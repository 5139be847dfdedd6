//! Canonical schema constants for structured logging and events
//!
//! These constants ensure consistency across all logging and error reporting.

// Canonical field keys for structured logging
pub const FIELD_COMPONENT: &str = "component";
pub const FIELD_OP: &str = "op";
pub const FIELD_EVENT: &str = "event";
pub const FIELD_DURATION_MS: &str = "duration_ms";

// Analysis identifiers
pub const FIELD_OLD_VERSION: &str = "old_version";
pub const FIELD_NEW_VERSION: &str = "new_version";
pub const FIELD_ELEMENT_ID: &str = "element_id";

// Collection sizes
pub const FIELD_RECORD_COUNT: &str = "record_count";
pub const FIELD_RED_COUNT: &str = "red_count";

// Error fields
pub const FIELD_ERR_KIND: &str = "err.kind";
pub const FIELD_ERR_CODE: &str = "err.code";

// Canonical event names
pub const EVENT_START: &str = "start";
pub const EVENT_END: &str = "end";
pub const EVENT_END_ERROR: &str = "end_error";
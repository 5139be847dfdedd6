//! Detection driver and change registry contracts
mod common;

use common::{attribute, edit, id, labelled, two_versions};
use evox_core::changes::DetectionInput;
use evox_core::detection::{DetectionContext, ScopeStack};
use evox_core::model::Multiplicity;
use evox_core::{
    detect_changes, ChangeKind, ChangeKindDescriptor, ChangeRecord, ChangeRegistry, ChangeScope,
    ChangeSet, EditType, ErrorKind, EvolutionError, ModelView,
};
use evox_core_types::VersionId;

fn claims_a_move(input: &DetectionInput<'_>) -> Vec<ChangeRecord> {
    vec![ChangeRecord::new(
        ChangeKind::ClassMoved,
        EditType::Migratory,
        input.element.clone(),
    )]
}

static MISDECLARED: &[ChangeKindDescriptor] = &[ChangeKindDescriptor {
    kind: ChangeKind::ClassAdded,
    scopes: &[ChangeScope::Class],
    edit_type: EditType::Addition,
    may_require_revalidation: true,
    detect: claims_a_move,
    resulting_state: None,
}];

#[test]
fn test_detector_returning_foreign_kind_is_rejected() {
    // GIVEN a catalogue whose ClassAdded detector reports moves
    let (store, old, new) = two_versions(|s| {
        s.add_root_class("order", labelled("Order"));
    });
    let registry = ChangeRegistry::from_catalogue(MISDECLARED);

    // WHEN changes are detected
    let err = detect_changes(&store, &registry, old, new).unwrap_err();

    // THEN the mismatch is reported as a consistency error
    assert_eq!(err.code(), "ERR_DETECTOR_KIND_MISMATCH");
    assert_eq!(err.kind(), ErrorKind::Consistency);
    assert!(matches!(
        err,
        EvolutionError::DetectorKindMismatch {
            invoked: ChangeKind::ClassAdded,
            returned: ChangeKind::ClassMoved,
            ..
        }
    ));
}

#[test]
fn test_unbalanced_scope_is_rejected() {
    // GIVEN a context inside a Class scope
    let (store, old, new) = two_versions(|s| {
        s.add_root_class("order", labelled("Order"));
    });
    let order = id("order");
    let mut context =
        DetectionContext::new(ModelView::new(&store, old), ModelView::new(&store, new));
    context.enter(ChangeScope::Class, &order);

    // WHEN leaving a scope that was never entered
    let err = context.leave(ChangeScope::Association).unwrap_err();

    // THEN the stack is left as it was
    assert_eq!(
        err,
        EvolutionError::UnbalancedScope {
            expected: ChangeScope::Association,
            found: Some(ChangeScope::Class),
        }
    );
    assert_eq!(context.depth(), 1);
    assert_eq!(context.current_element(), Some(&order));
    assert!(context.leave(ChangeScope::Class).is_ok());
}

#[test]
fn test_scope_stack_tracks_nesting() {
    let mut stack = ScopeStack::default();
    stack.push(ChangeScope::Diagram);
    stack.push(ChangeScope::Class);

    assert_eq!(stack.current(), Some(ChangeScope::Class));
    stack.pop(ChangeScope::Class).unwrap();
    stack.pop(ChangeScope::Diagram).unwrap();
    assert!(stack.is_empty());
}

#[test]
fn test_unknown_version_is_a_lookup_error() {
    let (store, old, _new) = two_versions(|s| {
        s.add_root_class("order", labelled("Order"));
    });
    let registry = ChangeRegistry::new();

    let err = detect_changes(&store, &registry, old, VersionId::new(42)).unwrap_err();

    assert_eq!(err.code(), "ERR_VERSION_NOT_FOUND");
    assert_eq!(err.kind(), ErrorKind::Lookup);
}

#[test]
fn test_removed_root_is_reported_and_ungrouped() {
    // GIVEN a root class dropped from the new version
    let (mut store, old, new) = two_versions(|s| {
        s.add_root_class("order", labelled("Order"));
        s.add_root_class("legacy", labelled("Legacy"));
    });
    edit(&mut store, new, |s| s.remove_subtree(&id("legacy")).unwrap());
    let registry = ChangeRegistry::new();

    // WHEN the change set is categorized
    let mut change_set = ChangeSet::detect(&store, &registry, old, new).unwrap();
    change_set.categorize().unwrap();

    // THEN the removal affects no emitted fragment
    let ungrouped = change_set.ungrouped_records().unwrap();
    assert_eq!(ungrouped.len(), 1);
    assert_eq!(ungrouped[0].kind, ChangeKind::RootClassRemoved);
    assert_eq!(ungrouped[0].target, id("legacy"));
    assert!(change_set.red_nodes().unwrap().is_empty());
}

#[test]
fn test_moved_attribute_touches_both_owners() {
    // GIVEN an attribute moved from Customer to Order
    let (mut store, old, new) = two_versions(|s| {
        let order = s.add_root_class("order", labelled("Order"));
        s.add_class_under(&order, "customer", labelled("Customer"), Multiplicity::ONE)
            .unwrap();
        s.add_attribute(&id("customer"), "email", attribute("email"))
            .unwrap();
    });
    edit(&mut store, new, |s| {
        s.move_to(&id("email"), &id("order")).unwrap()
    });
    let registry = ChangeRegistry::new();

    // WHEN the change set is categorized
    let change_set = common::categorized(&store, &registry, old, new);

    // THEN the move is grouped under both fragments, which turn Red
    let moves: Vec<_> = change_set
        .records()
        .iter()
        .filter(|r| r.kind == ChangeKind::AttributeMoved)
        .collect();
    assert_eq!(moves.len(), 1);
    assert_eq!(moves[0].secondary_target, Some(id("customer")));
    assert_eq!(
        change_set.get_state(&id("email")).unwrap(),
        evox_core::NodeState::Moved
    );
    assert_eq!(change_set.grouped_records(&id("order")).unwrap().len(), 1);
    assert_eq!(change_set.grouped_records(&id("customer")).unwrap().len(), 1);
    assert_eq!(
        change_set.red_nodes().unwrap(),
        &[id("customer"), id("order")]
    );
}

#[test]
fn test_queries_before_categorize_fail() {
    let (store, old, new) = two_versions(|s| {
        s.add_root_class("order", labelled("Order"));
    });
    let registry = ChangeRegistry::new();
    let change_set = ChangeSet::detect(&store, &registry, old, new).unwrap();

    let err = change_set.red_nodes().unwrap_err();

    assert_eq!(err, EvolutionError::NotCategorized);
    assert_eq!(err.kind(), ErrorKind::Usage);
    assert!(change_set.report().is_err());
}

--

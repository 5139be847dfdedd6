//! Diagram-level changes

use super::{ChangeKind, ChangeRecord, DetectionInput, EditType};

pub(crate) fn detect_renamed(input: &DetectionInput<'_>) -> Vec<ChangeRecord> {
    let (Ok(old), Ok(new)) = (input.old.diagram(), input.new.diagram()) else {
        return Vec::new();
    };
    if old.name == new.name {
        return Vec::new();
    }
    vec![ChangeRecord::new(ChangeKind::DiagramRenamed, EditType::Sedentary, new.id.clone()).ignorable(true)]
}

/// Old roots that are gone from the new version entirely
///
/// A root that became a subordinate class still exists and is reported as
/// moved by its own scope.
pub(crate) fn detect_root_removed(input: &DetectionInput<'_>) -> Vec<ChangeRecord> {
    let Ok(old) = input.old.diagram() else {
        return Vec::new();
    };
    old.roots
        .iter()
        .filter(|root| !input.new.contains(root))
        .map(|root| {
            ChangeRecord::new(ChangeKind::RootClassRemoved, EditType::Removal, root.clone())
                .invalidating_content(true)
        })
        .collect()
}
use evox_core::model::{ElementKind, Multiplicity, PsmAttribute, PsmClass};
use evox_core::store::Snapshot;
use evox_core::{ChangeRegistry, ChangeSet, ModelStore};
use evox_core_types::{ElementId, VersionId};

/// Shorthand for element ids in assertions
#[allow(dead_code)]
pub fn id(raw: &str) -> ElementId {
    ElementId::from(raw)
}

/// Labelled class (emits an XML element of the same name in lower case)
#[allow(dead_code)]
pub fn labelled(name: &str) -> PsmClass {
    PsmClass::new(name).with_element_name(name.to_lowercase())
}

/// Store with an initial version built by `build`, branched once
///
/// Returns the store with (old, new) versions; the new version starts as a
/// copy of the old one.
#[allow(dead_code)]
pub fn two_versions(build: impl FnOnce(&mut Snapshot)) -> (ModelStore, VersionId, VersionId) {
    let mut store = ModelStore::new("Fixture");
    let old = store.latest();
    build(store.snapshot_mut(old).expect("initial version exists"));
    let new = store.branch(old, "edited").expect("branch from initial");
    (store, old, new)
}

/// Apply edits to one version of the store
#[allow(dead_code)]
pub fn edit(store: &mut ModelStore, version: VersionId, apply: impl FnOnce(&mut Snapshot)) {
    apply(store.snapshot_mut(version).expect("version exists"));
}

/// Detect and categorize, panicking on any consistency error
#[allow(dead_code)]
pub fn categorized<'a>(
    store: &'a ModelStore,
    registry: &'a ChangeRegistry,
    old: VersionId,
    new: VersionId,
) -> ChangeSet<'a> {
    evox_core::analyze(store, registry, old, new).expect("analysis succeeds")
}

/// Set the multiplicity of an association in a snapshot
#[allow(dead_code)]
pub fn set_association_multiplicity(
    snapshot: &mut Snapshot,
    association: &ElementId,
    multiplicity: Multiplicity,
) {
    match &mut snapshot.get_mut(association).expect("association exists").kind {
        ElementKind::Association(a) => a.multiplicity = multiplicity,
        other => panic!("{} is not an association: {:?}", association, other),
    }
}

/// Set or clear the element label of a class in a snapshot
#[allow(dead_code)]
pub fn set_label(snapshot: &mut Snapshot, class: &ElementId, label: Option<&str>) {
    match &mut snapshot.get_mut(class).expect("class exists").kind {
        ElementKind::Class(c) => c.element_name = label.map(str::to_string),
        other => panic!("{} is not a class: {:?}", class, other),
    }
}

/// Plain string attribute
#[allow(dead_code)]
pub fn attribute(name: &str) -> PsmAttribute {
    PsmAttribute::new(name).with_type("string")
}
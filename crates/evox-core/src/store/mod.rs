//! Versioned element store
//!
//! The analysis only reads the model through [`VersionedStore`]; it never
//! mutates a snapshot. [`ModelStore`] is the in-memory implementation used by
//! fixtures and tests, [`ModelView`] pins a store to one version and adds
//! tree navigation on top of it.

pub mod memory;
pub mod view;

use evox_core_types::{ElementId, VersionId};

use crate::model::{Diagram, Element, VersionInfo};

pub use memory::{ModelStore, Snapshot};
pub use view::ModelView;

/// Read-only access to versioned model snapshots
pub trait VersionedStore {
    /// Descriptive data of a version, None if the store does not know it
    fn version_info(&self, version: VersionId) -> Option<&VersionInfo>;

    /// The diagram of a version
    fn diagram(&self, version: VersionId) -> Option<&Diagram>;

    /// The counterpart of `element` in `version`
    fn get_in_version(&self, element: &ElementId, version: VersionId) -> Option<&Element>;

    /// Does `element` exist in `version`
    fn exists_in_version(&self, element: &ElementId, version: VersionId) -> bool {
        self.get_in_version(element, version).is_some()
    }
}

--

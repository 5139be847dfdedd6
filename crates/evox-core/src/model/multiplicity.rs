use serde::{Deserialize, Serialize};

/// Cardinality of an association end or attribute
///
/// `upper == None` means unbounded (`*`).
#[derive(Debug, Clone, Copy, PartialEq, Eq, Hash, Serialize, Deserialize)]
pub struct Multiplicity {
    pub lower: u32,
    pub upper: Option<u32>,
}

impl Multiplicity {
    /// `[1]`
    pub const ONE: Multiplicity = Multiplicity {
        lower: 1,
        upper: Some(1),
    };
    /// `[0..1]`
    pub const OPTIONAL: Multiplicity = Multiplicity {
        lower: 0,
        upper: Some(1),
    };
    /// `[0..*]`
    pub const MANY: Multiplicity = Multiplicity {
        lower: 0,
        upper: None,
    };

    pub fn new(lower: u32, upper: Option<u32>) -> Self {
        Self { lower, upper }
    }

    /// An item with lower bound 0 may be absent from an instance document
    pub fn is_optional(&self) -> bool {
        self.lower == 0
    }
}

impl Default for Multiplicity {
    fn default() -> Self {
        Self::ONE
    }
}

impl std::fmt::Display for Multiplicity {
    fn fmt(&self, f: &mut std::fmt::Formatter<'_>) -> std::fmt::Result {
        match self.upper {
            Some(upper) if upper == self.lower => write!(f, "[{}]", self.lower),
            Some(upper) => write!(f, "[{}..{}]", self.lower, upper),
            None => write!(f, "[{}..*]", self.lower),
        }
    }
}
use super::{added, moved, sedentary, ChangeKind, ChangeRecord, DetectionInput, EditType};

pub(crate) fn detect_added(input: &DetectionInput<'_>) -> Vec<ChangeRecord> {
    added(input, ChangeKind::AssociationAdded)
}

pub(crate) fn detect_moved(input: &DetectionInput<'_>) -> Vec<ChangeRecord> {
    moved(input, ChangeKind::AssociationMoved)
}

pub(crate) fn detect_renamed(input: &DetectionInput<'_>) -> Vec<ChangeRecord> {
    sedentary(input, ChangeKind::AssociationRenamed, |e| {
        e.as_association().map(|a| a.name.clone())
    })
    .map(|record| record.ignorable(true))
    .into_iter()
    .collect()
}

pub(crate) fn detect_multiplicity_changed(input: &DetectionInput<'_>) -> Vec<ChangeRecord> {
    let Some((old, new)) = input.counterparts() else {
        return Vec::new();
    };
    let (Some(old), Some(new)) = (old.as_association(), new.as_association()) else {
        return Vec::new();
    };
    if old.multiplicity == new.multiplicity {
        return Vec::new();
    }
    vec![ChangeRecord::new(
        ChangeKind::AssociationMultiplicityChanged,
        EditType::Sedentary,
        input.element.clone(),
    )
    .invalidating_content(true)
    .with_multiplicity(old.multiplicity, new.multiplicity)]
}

How to complete this task - Lines containing the string "super" in the material: report how many there are, with no added words.

Task answer - 2